Each record below needs to be retyped exactly.

SOURCE INFORMATION section start

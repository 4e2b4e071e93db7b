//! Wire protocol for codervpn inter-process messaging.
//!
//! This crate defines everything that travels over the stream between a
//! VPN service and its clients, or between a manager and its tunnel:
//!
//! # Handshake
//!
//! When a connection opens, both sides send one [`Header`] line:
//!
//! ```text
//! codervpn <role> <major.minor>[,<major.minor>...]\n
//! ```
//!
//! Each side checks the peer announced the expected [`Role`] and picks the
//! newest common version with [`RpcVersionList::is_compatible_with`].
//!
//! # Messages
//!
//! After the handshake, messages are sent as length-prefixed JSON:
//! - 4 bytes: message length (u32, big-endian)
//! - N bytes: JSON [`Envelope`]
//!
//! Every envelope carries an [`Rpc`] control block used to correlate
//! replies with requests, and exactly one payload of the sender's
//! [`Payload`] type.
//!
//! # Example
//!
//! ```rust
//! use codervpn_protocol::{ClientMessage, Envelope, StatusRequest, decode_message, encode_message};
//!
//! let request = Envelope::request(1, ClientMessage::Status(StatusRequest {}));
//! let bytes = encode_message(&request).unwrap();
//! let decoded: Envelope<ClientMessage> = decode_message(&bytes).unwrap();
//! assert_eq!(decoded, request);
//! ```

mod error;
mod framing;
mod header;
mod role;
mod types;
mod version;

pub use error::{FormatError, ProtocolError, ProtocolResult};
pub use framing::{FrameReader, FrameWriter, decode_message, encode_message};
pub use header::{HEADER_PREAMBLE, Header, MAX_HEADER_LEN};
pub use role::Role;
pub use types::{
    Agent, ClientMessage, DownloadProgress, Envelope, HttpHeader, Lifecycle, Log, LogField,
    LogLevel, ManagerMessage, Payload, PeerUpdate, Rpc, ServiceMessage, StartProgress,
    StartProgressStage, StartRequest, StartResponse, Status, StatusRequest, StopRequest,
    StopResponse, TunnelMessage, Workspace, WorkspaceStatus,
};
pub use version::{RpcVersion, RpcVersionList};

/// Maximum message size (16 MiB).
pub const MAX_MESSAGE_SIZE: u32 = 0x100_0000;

SOURCE INFORMATION section end

• _ANSWER SECTION_:
repository 4e2b4e071e93db7b
//! Wire protocol for codervpn inter-process messaging.
//!
//! This crate defines everything that travels over the stream between a
//! VPN service and its clients, or between a manager and its tunnel:
//!
//! # Handshake
//!
//! When a connection opens, both sides send one [`Header`] line:
//!
//! ```text
//! codervpn <role> <major.minor>[,<major.minor>...]\n
//! ```
//!
//! Each side checks the peer announced the expected [`Role`] and picks the
//! newest common version with [`RpcVersionList::is_compatible_with`].
//!
//! # Messages
//!
//! After the handshake, messages are sent as length-prefixed JSON:
//! - 4 bytes: message length (u32, big-endian)
//! - N bytes: JSON [`Envelope`]
//!
//! Every envelope carries an [`Rpc`] control block used to correlate
//! replies with requests, and exactly one payload of the sender's
//! [`Payload`] type.
//!
//! # Example
//!
//! ```rust
//! use codervpn_protocol::{ClientMessage, Envelope, StatusRequest, decode_message, encode_message};
//!
//! let request = Envelope::request(1, ClientMessage::Status(StatusRequest {}));
//! let bytes = encode_message(&request).unwrap();
//! let decoded: Envelope<ClientMessage> = decode_message(&bytes).unwrap();
//! assert_eq!(decoded, request);
//! ```

mod error;
mod framing;
mod header;
mod role;
mod types;
mod version;

pub use error::{FormatError, ProtocolError, ProtocolResult};
pub use framing::{FrameReader, FrameWriter, decode_message, encode_message};
pub use header::{HEADER_PREAMBLE, Header, MAX_HEADER_LEN};
pub use role::Role;
pub use types::{
    Agent, ClientMessage, DownloadProgress, Envelope, HttpHeader, Lifecycle, Log, LogField,
    LogLevel, ManagerMessage, Payload, PeerUpdate, Rpc, ServiceMessage, StartProgress,
    StartProgressStage, StartRequest, StartResponse, Status, StatusRequest, StopRequest,
    StopResponse, TunnelMessage, Workspace, WorkspaceStatus,
};
pub use version::{RpcVersion, RpcVersionList};

/// Maximum message size (16 MiB).
pub const MAX_MESSAGE_SIZE: u32 = 0x100_0000;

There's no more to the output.